Akses pangan memiliki dimensi yang tidak hanya tersedia, juga terkait kualitas/gizi, aman, sesuai dengan sistem nilai/norma/keyakinan/agama dan tentunya berkesinambungan.
Bila dilihat dari konteks makro ekonomi, ia mengurai bahwa produksi pangan berkontribusi terhadap produk domestik bruto (PDB) sehingga sektor ini menjadi salah satu penggerak perekonomian, penyedia lapangan kerja dan berperan dalam stabilisasi harga. “Pangan juga sumber pasokan di industri yang menambah nilai ekonomi atas produk-produk yang diolahnya. Bahkan pada sektor pangan tertentu, perannya sangat penting sebagai sumber devisa negara karena adanya permintaan di pasar internasional, ” jelasnya.
Bagi pelaku seperti petani/peternak/pekebun/nelayan produksi pangan berperan dalam struktur penerimaan rumah tangganya. Dengan demikian menurutnya peran pangan juga krusial dalam menciptakan daya beli, sehingga perlu diperhatikan karena berkolerasi dengan tingkat kemiskinan terutama di wilayah pedesaan. “Krusial dalam arti bisa mengurangi pengangguran di pedesaan,” tuturnya.
Ia juga menyoroti bahwa pengembangan industri pangan, on-farm maupun off-farm di pedesaan dapat menyerap banyak tenaga kerja sehingga selain tingkat pengangguran berkurang, urbanisasi menurun, daya beli meningkat, angka kemiskinan menurun dan yang paling penting adalah meningkatkan pembangunan di wilayah pedesaan.
“Untuk mencapai kedaulatan pangan sambil mendongkrak perekonomian Indonesia, perlu adanya peningkatan di tiap sektor pangan karena saling melengkapi. Yang harus diperhatikan adalah pemilihan komoditi yang berpotensi untuk diekspor serta memiliki harga yang stabil sehingga produktivitas meningkat. Peningkatan nilai tambah pada komoditi yang diekspor harus tetap dikembangkan. Artinya yang diekspor harus komoditi yang sudah diolah untuk mengurangi dampak negatif dari harga di pasar dunia yang sangat volatil dan juga elastisitas harga yang rendah.
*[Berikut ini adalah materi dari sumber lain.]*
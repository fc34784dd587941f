use crate::domain::ports::DisplaySink;
use crate::error::Result;
use async_trait::async_trait;
use crossterm::cursor::MoveUp;
use crossterm::execute;
use crossterm::style::Print;
use crossterm::terminal::{Clear, ClearType};
use std::io::{Stdout, stdout};

/// Renders the animation in place on stdout.
///
/// Each frame is printed on its own line; clearing moves the cursor back
/// up and wipes the line, so consecutive frames overwrite each other
/// instead of scrolling.
pub struct TerminalSink {
    out: Stdout,
}

impl TerminalSink {
    pub fn new() -> Self {
        Self { out: stdout() }
    }
}

impl Default for TerminalSink {
    fn default() -> Self {
        Self::new()
    }
}

#[async_trait]
impl DisplaySink for TerminalSink {
    async fn show_frame(&mut self, line: &str) -> Result<()> {
        execute!(self.out, Print(line), Print("\n"))?;
        Ok(())
    }

    async fn clear_frame(&mut self) -> Result<()> {
        execute!(self.out, MoveUp(1), Clear(ClearType::CurrentLine))?;
        Ok(())
    }

    async fn show_result(&mut self, line: &str) -> Result<()> {
        execute!(self.out, Print(line), Print("\n"))?;
        Ok(())
    }
}
pub mod application;
pub mod config;
pub mod domain;
pub mod error;
pub mod infrastructure;
pub mod interfaces;
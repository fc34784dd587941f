//! Constructible configuration for a slot session.
//!
//! Everything here can be built in code or loaded from a TOML file:
//!
//! ```toml
//! reels = 3
//! symbols = ["🍒", "🍋", "🍊", "🍇", "🍉", "🐱", "🍀", "💎", "🔔"]
//!
//! [timing]
//! tick_ms = 50
//! stagger_ms = 1000
//!
//! [[payout.matched_one]]
//! kind = "any_of"
//! symbol = "🍒"
//! multiplier = "2.5"
//! ```

use crate::domain::payout::PayoutTable;
use crate::domain::symbol::Alphabet;
use crate::error::{Result, SlotError};
use serde::{Deserialize, Serialize};
use std::fs;
use std::path::Path;
use std::time::Duration;

/// Pacing of one spin session, all in milliseconds.
#[derive(Debug, Clone, Copy, PartialEq, Eq, Serialize, Deserialize)]
#[serde(default)]
pub struct SpinTiming {
    /// Interval between symbol advances on each reel.
    pub tick_ms: u64,
    /// Delay between consecutive reel stop deadlines; the global deadline
    /// is `reels * stagger_ms` after session start.
    pub stagger_ms: u64,
    /// How long each rendered frame stays on screen.
    pub frame_pause_ms: u64,
    /// Pause after the result line before the session returns.
    pub result_pause_ms: u64,
}

impl Default for SpinTiming {
    fn default() -> Self {
        Self {
            tick_ms: 50,
            stagger_ms: 1000,
            frame_pause_ms: 50,
            result_pause_ms: 200,
        }
    }
}

impl SpinTiming {
    pub fn tick(&self) -> Duration {
        Duration::from_millis(self.tick_ms)
    }

    pub fn stagger(&self) -> Duration {
        Duration::from_millis(self.stagger_ms)
    }

    pub fn frame_pause(&self) -> Duration {
        Duration::from_millis(self.frame_pause_ms)
    }

    pub fn result_pause(&self) -> Duration {
        Duration::from_millis(self.result_pause_ms)
    }
}

/// Full machine configuration: alphabet, reel count, payout table, pacing.
#[derive(Debug, Clone, PartialEq, Serialize, Deserialize)]
#[serde(default)]
pub struct SlotConfig {
    pub symbols: Alphabet,
    pub reels: usize,
    pub payout: PayoutTable,
    pub timing: SpinTiming,
}

impl Default for SlotConfig {
    fn default() -> Self {
        Self {
            symbols: Alphabet::default(),
            reels: 3,
            payout: PayoutTable::default(),
            timing: SpinTiming::default(),
        }
    }
}

impl SlotConfig {
    /// Loads and validates a configuration file. Missing keys fall back to
    /// their defaults.
    pub fn load(path: &Path) -> Result<Self> {
        let raw = fs::read_to_string(path)?;
        let config: Self = toml::from_str(&raw)?;
        config.validate()?;
        Ok(config)
    }

    /// Rejects configurations that would make the session loop degenerate.
    /// The alphabet is already guaranteed non-empty by construction.
    pub fn validate(&self) -> Result<()> {
        if self.reels == 0 {
            return Err(SlotError::ConfigError(
                "reel count must be at least 1".to_string(),
            ));
        }
        if self.timing.tick_ms == 0 {
            return Err(SlotError::ConfigError(
                "tick_ms must be non-zero".to_string(),
            ));
        }
        if self.timing.stagger_ms == 0 {
            return Err(SlotError::ConfigError(
                "stagger_ms must be non-zero".to_string(),
            ));
        }
        Ok(())
    }
}
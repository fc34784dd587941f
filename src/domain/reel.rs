use super::symbol::Symbol;

/// The controller-side view of one reel.
///
/// `symbol` is `None` until the reel's first tick arrives. Only the
/// controller task mutates this, so no synchronization is needed.
#[derive(Debug, Clone, Copy, PartialEq, Eq)]
pub struct ReelState {
    pub reel: usize,
    pub symbol: Option<Symbol>,
}

impl ReelState {
    pub fn new(reel: usize) -> Self {
        Self { reel, symbol: None }
    }
}

/// One animation event emitted by a spinner: reel `reel` now shows `symbol`.
#[derive(Debug, Clone, Copy, PartialEq, Eq)]
pub struct ReelUpdate {
    pub reel: usize,
    pub symbol: Symbol,
}

#[cfg(test)]
mod tests {
    use super::*;

    #[test]
    fn test_reel_state_starts_unset() {
        let state = ReelState::new(2);
        assert_eq!(state.reel, 2);
        assert!(state.symbol.is_none());
    }
}
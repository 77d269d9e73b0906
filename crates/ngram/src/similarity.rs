/// Warp values within this distance of 1.0 use the plain ratio.
const WARP_EPSILON: f64 = 1e-9;

/// Similarity of two gram multisets from their shared and total gram counts.
///
/// With `a` all grams, `d = a - samegrams` differing grams and `e` the warp:
/// `(a^e - d^e) / a^e`, which reduces to `samegrams / a` when `e == 1`.
///
/// Returns 0.0 when `allgrams` is zero.
pub fn ngram_similarity(samegrams: usize, allgrams: usize, warp: f64) -> f64 {
    if allgrams == 0 {
        return 0.0;
    }
    let same = samegrams as f64;
    let all = allgrams as f64;
    if (warp - 1.0).abs() < WARP_EPSILON {
        same / all
    } else {
        let diff = all - same;
        let all_warped = all.powf(warp);
        (all_warped - diff.powf(warp)) / all_warped
    }
}
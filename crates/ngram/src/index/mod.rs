//! NGramIndex - set of items searchable by N-gram similarity
//!
//! The index owns three pieces of state that always change together:
//!
//! - `members`: every indexed item, mapped to the length (in chars) of its
//!   padded key
//! - `grams`: for each gram, the members containing it and how many times
//! - the configuration and key functions, fixed at construction
//!
//! Each member is allocated once behind an `Arc`; posting lists hold
//! pointers to it, not copies.
//!
//! All mutation goes through [`NGramIndex::add`] and [`NGramIndex::remove`],
//! including the set-algebra methods.

mod search;
mod set_ops;

pub use search::SearchMatch;

use std::collections::hash_map;
use std::fmt;
use std::hash::Hash;
use std::sync::Arc;

use ahash::{AHashMap, AHashSet};
use tracing::debug;

use crate::config::{parse_pad_char, IndexConfig};
use crate::error::{NGramError, Result};
use crate::grams::{self, char_len};
use crate::key::KeyFn;

/// A set of items that supports lookup by N-gram string similarity.
pub struct NGramIndex<T> {
    config: IndexConfig,
    padding: String,
    item_key: KeyFn<T>,
    query_key: Option<KeyFn<str>>,
    members: AHashMap<Arc<T>, usize>,
    grams: AHashMap<String, AHashMap<Arc<T>, usize>>,
}

/// Iterator over the members of an [`NGramIndex`], in arbitrary order
#[derive(Clone)]
pub struct Iter<'a, T> {
    inner: hash_map::Keys<'a, Arc<T>, usize>,
}

impl<'a, T> Iterator for Iter<'a, T> {
    type Item = &'a T;

    fn next(&mut self) -> Option<&'a T> {
        self.inner.next().map(|item| &**item)
    }

    fn size_hint(&self) -> (usize, Option<usize>) {
        self.inner.size_hint()
    }
}

impl<T> ExactSizeIterator for Iter<'_, T> {}

/// Fluent construction of an [`NGramIndex`]. Validation happens in `build`.
pub struct IndexBuilder<T> {
    config: IndexConfig,
    item_key: KeyFn<T>,
    query_key: Option<KeyFn<str>>,
    error: Option<NGramError>,
}

impl<T: 'static> IndexBuilder<T> {
    /// Start a builder whose items are converted to strings by `item_key`.
    pub fn new(item_key: KeyFn<T>) -> Self {
        Self {
            config: IndexConfig::default(),
            item_key,
            query_key: None,
            error: None,
        }
    }

    /// Replace the whole configuration
    pub fn config(mut self, config: IndexConfig) -> Self {
        self.config = config;
        self
    }

    pub fn threshold(mut self, threshold: f64) -> Self {
        self.config.threshold = threshold;
        self
    }

    pub fn warp(mut self, warp: f64) -> Self {
        self.config.warp = warp;
        self
    }

    pub fn n(mut self, n: usize) -> Self {
        self.config.n = n;
        self
    }

    pub fn pad_len(mut self, pad_len: usize) -> Self {
        self.config.pad_len = Some(pad_len);
        self
    }

    pub fn pad_char(mut self, pad_char: char) -> Self {
        self.config.pad_char = pad_char;
        self
    }

    /// Padding character given as text; anything but one character fails `build`.
    pub fn pad_str(mut self, pad_char: &str) -> Self {
        match parse_pad_char(pad_char) {
            Ok(c) => self.config.pad_char = c,
            Err(e) => {
                self.error.get_or_insert(e);
            }
        }
        self
    }

    /// Transform applied to query strings before splitting
    pub fn query_key(mut self, query_key: KeyFn<str>) -> Self {
        self.query_key = Some(query_key);
        self
    }
}

impl<T> IndexBuilder<T>
where
    T: Eq + Hash + Clone + fmt::Debug + 'static,
{
    /// Build an empty index
    pub fn build(self) -> Result<NGramIndex<T>> {
        if let Some(e) = self.error {
            return Err(e);
        }
        NGramIndex::from_parts(self.config, self.item_key, self.query_key)
    }

    /// Build an index seeded with `items`, indexed exactly as repeated `add` calls.
    pub fn build_with<I>(self, items: I) -> Result<NGramIndex<T>>
    where
        I: IntoIterator<Item = T>,
    {
        let mut index = self.build()?;
        index.update(items)?;
        debug!(
            members = index.len(),
            grams = index.grams.len(),
            n = index.config.n,
            "built n-gram index"
        );
        Ok(index)
    }
}

impl<T> NGramIndex<T>
where
    T: AsRef<str> + Eq + Hash + Clone + fmt::Debug + 'static,
{
    /// Empty index over string-like items with the default configuration
    pub fn new() -> Self {
        let config = IndexConfig::default();
        Self {
            padding: config.padding(),
            config,
            item_key: KeyFn::identity(),
            query_key: None,
            members: AHashMap::new(),
            grams: AHashMap::new(),
        }
    }

    /// Builder over string-like items, keyed by identity
    pub fn builder() -> IndexBuilder<T> {
        IndexBuilder::new(KeyFn::identity())
    }
}

impl<T> Default for NGramIndex<T>
where
    T: AsRef<str> + Eq + Hash + Clone + fmt::Debug + 'static,
{
    fn default() -> Self {
        Self::new()
    }
}

impl<T> NGramIndex<T>
where
    T: Eq + Hash + Clone + fmt::Debug + 'static,
{
    pub(crate) fn from_parts(
        config: IndexConfig,
        item_key: KeyFn<T>,
        query_key: Option<KeyFn<str>>,
    ) -> Result<Self> {
        config.validate()?;
        Ok(Self {
            padding: config.padding(),
            config,
            item_key,
            query_key,
            members: AHashMap::new(),
            grams: AHashMap::new(),
        })
    }

    pub fn config(&self) -> &IndexConfig {
        &self.config
    }

    pub fn threshold(&self) -> f64 {
        self.config.threshold
    }

    pub fn warp(&self) -> f64 {
        self.config.warp
    }

    pub fn n(&self) -> usize {
        self.config.n
    }

    pub fn pad_len(&self) -> usize {
        self.config.resolved_pad_len()
    }

    pub fn pad_char(&self) -> char {
        self.config.pad_char
    }

    /// Padding placed on both sides of every key
    pub fn padding(&self) -> &str {
        &self.padding
    }

    pub fn item_key(&self) -> &KeyFn<T> {
        &self.item_key
    }

    pub fn query_key(&self) -> Option<&KeyFn<str>> {
        self.query_key.as_ref()
    }

    /// Number of members
    pub fn len(&self) -> usize {
        self.members.len()
    }

    pub fn is_empty(&self) -> bool {
        self.members.is_empty()
    }

    pub fn contains(&self, item: &T) -> bool {
        self.members.contains_key(item)
    }

    /// Members in arbitrary order
    pub fn iter(&self) -> Iter<'_, T> {
        Iter {
            inner: self.members.keys(),
        }
    }

    /// Length of the member's padded key, `None` for non-members
    pub fn padded_len(&self, item: &T) -> Option<usize> {
        self.members.get(item).copied()
    }

    /// Number of distinct grams currently indexed
    pub fn gram_count(&self) -> usize {
        self.grams.len()
    }

    /// Occurrences of `gram` in the padded key of `item`, 0 if absent
    pub fn gram_occurrences(&self, gram: &str, item: &T) -> usize {
        self.grams
            .get(gram)
            .and_then(|postings| postings.get(item))
            .copied()
            .unwrap_or(0)
    }

    /// The string form of an item
    pub fn key(&self, item: &T) -> Result<String> {
        self.item_key
            .apply(item)
            .map_err(|source| NGramError::KeyFunction {
                input: format!("{:?}", item),
                source,
            })
    }

    /// Surround a string with this index's padding
    pub fn pad(&self, text: &str) -> String {
        grams::pad(&self.padding, text)
    }

    /// Pad a string and split it into grams
    pub fn split(&self, text: &str) -> Vec<String> {
        let padded = self.pad(text);
        grams::grams(&padded, self.config.n)
            .map(str::to_owned)
            .collect()
    }

    /// Pad the key of an item and split it into grams
    pub fn split_item(&self, item: &T) -> Result<Vec<String>> {
        Ok(self.split(&self.key(item)?))
    }

    fn padded_key(&self, item: &T) -> Result<String> {
        Ok(self.pad(&self.key(item)?))
    }

    fn padded_query(&self, query: &str) -> Result<String> {
        match &self.query_key {
            Some(query_key) => {
                let key = query_key
                    .apply(query)
                    .map_err(|source| NGramError::KeyFunction {
                        input: format!("{:?}", query),
                        source,
                    })?;
                Ok(self.pad(&key))
            }
            None => Ok(self.pad(query)),
        }
    }

    /// Add an item. Returns `false` if it was already a member.
    ///
    /// The key is computed before anything is touched, so a failing key
    /// function leaves the index unchanged.
    pub fn add(&mut self, item: T) -> Result<bool> {
        if self.members.contains_key(&item) {
            return Ok(false);
        }
        let padded = self.padded_key(&item)?;
        let item = Arc::new(item);
        for (gram, count) in grams::gram_counts(&padded, self.config.n) {
            if let Some(postings) = self.grams.get_mut(gram) {
                postings.insert(Arc::clone(&item), count);
            } else {
                let mut postings = AHashMap::new();
                postings.insert(Arc::clone(&item), count);
                self.grams.insert(gram.to_owned(), postings);
            }
        }
        self.members.insert(item, char_len(&padded));
        Ok(true)
    }

    /// Add every item, stopping at the first key function failure.
    pub fn update<I>(&mut self, items: I) -> Result<()>
    where
        I: IntoIterator<Item = T>,
    {
        for item in items {
            self.add(item)?;
        }
        Ok(())
    }

    /// Remove a member, undoing exactly what `add` recorded.
    pub fn remove(&mut self, item: &T) -> Result<()> {
        if !self.members.contains_key(item) {
            return Err(NGramError::NotFound(format!("{:?}", item)));
        }
        let padded = self.padded_key(item)?;
        let distinct: AHashSet<&str> = grams::grams(&padded, self.config.n).collect();
        for gram in distinct {
            if let Some(postings) = self.grams.get_mut(gram) {
                postings.remove(item);
                if postings.is_empty() {
                    self.grams.remove(gram);
                }
            }
        }
        self.members.remove(item);
        Ok(())
    }

    /// Remove a member if present. Returns whether anything was removed.
    pub fn discard(&mut self, item: &T) -> Result<bool> {
        if !self.contains(item) {
            return Ok(false);
        }
        self.remove(item)?;
        Ok(true)
    }

    /// Remove and return an arbitrary member, `None` when empty.
    pub fn pop(&mut self) -> Result<Option<T>> {
        let Some(item) = self.iter().next().cloned() else {
            return Ok(None);
        };
        self.remove(&item)?;
        Ok(Some(item))
    }

    /// Remove all members
    pub fn clear(&mut self) {
        self.members.clear();
        self.grams.clear();
    }

    /// New index with the same configuration over the current members.
    ///
    /// The gram table is rebuilt, not shared; items themselves are cloned.
    pub fn copy(&self) -> Result<Self> {
        self.copy_with(self.iter().cloned())
    }

    /// New index with the same configuration over `items`.
    pub fn copy_with<I>(&self, items: I) -> Result<Self>
    where
        I: IntoIterator<Item = T>,
    {
        let mut index = Self::from_parts(
            self.config.clone(),
            self.item_key.clone(),
            self.query_key.clone(),
        )?;
        index.update(items)?;
        debug!(members = index.len(), "copied n-gram index");
        Ok(index)
    }
}

impl<T> fmt::Debug for NGramIndex<T> {
    fn fmt(&self, f: &mut fmt::Formatter<'_>) -> fmt::Result {
        f.debug_struct("NGramIndex")
            .field("config", &self.config)
            .field("item_key", &self.item_key)
            .field("query_key", &self.query_key)
            .field("members", &self.members.len())
            .field("grams", &self.grams.len())
            .finish()
    }
}

impl<'a, T> IntoIterator for &'a NGramIndex<T> {
    type Item = &'a T;
    type IntoIter = Iter<'a, T>;

    fn into_iter(self) -> Self::IntoIter {
        Iter {
            inner: self.members.keys(),
        }
    }
}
Oleh karena itu, kebijakan hilirisasi diperlukan agar terjadi peningkatan nilai tambah dari pangan itu,” ungkapnya.
Ia juga menyebutkan bahwa pada beberapa komoditi seperti daging, perlu perhatian lebih karena akses terhadap daging yang minim dan harganya yang tinggi akibat produksi yang rendah. Padahal beberapa wilayah di Indonesia sangat cocok dijadikan lahan peternakan, misalnya Nusa Tenggara Timur. “Di sini menjadi suatu keharusan untuk mengembangkan model pengembangan peternakan. Dimana kalau di tanaman ada food estate, nah mungkin ada estate untuk peternakan,” jelasnya.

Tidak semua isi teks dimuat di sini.